Aim of the exercise: Could you reproduce, from the records below, everything from the line with "pub mod ingest;" down to the line with "pub use status::*;", keeping both of those lines and changing nothing?

Data for the task:
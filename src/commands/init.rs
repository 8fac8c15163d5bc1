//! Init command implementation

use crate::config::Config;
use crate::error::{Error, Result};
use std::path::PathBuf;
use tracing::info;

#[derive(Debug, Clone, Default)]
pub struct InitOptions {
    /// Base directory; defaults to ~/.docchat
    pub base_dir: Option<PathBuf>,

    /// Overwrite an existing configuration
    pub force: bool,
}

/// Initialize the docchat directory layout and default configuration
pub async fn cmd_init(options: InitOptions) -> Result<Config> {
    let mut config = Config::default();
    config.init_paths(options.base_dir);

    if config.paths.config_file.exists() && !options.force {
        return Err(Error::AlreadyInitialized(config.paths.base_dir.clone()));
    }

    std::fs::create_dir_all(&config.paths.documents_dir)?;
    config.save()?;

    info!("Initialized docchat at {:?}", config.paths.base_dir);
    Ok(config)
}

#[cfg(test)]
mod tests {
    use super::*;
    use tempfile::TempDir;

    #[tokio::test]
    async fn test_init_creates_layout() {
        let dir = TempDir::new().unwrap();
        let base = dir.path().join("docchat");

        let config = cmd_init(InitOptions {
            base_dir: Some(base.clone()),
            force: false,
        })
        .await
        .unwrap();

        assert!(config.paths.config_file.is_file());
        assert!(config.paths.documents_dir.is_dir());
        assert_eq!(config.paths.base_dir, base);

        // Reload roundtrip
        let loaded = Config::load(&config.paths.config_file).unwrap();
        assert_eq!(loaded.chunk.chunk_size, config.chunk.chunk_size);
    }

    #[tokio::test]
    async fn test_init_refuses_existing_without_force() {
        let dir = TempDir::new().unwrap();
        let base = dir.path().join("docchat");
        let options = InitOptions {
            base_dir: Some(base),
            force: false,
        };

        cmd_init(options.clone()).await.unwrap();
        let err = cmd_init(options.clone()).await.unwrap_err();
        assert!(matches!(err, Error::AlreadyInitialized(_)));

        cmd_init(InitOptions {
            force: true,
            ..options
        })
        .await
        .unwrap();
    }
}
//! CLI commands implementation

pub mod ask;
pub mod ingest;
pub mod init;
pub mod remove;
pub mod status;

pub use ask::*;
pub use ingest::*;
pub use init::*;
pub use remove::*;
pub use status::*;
* * *
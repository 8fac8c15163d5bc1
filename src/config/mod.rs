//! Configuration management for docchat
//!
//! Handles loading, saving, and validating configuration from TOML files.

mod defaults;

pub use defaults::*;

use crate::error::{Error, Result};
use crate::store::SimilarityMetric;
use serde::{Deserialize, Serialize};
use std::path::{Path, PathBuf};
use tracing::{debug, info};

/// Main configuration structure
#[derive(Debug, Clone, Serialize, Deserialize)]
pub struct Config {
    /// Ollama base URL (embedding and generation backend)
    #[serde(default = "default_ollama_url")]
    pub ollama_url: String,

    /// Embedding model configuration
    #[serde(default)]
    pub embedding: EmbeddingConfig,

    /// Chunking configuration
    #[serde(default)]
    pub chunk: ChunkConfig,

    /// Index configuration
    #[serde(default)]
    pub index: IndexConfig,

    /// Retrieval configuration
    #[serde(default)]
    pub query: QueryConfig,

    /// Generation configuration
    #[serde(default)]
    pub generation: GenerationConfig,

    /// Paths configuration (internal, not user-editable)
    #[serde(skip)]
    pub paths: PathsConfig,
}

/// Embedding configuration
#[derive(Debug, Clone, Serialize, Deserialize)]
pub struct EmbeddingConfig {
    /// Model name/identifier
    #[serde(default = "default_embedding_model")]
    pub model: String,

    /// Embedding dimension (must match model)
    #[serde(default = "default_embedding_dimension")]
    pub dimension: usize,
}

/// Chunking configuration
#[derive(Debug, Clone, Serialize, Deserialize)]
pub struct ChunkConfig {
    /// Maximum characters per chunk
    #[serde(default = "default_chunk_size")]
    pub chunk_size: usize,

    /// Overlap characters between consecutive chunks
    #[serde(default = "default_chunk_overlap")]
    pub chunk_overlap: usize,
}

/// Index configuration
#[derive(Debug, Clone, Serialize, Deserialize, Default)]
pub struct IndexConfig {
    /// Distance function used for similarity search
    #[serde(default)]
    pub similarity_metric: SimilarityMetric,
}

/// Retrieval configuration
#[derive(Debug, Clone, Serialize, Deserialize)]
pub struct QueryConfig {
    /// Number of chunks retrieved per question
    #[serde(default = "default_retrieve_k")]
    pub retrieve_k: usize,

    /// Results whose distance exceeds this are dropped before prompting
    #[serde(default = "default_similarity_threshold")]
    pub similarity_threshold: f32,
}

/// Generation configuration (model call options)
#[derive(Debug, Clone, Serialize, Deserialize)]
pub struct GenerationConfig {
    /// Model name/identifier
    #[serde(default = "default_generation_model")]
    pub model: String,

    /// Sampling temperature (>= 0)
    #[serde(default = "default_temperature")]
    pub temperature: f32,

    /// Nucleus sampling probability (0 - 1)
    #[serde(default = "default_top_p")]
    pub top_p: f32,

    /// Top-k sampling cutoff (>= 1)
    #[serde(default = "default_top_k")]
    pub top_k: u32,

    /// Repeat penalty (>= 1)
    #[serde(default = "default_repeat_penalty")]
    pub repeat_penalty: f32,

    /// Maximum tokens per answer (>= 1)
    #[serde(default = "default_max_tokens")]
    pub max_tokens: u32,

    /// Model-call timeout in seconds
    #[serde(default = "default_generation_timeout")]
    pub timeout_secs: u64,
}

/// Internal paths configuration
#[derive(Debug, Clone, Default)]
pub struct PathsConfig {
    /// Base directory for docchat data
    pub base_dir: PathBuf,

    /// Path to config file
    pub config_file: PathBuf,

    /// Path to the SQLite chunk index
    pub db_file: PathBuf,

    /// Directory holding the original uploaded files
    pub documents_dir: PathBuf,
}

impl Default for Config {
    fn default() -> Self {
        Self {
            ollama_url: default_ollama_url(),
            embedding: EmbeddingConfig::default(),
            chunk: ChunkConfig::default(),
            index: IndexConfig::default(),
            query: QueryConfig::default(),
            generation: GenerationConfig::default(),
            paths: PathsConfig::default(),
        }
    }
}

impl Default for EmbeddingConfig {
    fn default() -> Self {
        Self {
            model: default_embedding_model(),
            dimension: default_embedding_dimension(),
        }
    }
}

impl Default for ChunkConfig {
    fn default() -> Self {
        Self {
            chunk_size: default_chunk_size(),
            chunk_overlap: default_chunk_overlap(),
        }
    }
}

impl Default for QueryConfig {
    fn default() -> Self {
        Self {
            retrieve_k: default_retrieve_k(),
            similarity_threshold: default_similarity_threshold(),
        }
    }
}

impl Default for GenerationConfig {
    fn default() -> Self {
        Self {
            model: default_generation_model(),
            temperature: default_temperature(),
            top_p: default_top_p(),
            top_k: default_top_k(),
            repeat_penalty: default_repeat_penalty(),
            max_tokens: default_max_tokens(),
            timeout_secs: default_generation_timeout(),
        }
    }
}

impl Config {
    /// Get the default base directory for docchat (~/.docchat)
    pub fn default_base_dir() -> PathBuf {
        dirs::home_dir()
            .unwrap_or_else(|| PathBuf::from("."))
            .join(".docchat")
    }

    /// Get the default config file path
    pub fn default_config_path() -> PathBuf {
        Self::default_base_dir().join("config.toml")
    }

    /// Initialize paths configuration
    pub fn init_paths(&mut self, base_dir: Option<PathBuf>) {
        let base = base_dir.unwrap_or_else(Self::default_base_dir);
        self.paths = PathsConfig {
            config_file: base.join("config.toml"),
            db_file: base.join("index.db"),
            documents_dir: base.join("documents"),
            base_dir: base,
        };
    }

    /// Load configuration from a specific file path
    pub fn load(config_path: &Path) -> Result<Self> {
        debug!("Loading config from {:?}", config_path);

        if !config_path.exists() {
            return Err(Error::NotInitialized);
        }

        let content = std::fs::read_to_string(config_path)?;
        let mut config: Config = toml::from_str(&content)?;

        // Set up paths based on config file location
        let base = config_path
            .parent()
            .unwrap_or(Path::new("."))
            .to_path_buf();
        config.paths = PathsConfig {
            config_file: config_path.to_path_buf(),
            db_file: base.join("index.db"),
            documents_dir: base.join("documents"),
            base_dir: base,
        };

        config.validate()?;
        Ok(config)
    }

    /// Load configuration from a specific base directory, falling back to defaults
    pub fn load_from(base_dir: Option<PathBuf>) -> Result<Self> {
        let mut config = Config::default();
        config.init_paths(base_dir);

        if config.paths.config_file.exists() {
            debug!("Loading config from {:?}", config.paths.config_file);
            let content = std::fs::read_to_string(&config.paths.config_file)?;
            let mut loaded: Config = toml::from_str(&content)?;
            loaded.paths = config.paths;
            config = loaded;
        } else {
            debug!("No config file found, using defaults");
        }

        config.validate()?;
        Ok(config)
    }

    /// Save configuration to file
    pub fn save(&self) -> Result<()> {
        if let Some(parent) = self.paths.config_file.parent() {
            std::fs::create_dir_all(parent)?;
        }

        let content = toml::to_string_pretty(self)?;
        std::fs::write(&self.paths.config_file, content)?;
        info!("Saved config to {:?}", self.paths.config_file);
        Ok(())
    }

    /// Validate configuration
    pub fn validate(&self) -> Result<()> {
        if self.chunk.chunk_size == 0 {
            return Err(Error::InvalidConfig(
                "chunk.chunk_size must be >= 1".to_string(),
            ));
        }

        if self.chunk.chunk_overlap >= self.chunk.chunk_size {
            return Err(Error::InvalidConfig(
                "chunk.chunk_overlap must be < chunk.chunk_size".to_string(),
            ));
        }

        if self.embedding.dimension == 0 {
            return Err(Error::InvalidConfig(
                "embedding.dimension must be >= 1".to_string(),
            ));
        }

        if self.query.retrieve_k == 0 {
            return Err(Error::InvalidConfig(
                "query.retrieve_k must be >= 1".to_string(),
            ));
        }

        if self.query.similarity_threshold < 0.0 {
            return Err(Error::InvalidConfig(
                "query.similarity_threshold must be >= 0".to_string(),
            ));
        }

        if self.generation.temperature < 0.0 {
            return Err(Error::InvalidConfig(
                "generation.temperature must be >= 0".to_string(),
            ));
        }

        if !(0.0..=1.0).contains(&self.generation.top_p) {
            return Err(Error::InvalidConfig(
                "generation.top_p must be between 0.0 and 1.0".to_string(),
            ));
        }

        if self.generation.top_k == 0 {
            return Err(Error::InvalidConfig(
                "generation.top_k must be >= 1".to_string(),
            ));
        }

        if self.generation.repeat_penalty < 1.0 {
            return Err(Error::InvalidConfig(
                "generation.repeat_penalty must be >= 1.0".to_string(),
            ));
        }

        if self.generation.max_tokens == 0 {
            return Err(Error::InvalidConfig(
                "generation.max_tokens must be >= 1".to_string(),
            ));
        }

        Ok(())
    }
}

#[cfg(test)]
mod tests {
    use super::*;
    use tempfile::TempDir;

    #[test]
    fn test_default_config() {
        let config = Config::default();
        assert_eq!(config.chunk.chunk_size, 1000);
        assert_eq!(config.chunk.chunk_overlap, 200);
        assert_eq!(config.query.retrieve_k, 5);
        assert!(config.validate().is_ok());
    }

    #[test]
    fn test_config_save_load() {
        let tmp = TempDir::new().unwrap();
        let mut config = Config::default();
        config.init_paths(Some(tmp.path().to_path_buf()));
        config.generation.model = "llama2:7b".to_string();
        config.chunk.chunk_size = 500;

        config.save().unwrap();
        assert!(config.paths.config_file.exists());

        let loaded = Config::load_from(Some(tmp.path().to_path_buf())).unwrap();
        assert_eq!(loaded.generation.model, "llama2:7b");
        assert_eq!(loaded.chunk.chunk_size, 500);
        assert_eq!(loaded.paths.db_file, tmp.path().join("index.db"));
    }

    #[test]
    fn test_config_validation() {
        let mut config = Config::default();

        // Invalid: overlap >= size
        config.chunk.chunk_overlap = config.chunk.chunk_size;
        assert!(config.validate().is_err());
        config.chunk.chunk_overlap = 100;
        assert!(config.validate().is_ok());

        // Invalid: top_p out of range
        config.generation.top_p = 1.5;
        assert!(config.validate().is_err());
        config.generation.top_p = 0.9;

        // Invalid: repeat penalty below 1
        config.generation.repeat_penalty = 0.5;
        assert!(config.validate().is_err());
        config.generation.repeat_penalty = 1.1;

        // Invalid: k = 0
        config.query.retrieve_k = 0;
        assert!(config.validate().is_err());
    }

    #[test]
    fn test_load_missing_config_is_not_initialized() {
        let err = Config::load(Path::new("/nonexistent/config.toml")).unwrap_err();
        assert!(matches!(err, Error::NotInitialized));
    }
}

Response for this exercise:
pub mod ingest;
pub mod init;
pub mod remove;
pub mod status;

pub use ask::*;
pub use ingest::*;
pub use init::*;
pub use remove::*;
pub use status::*;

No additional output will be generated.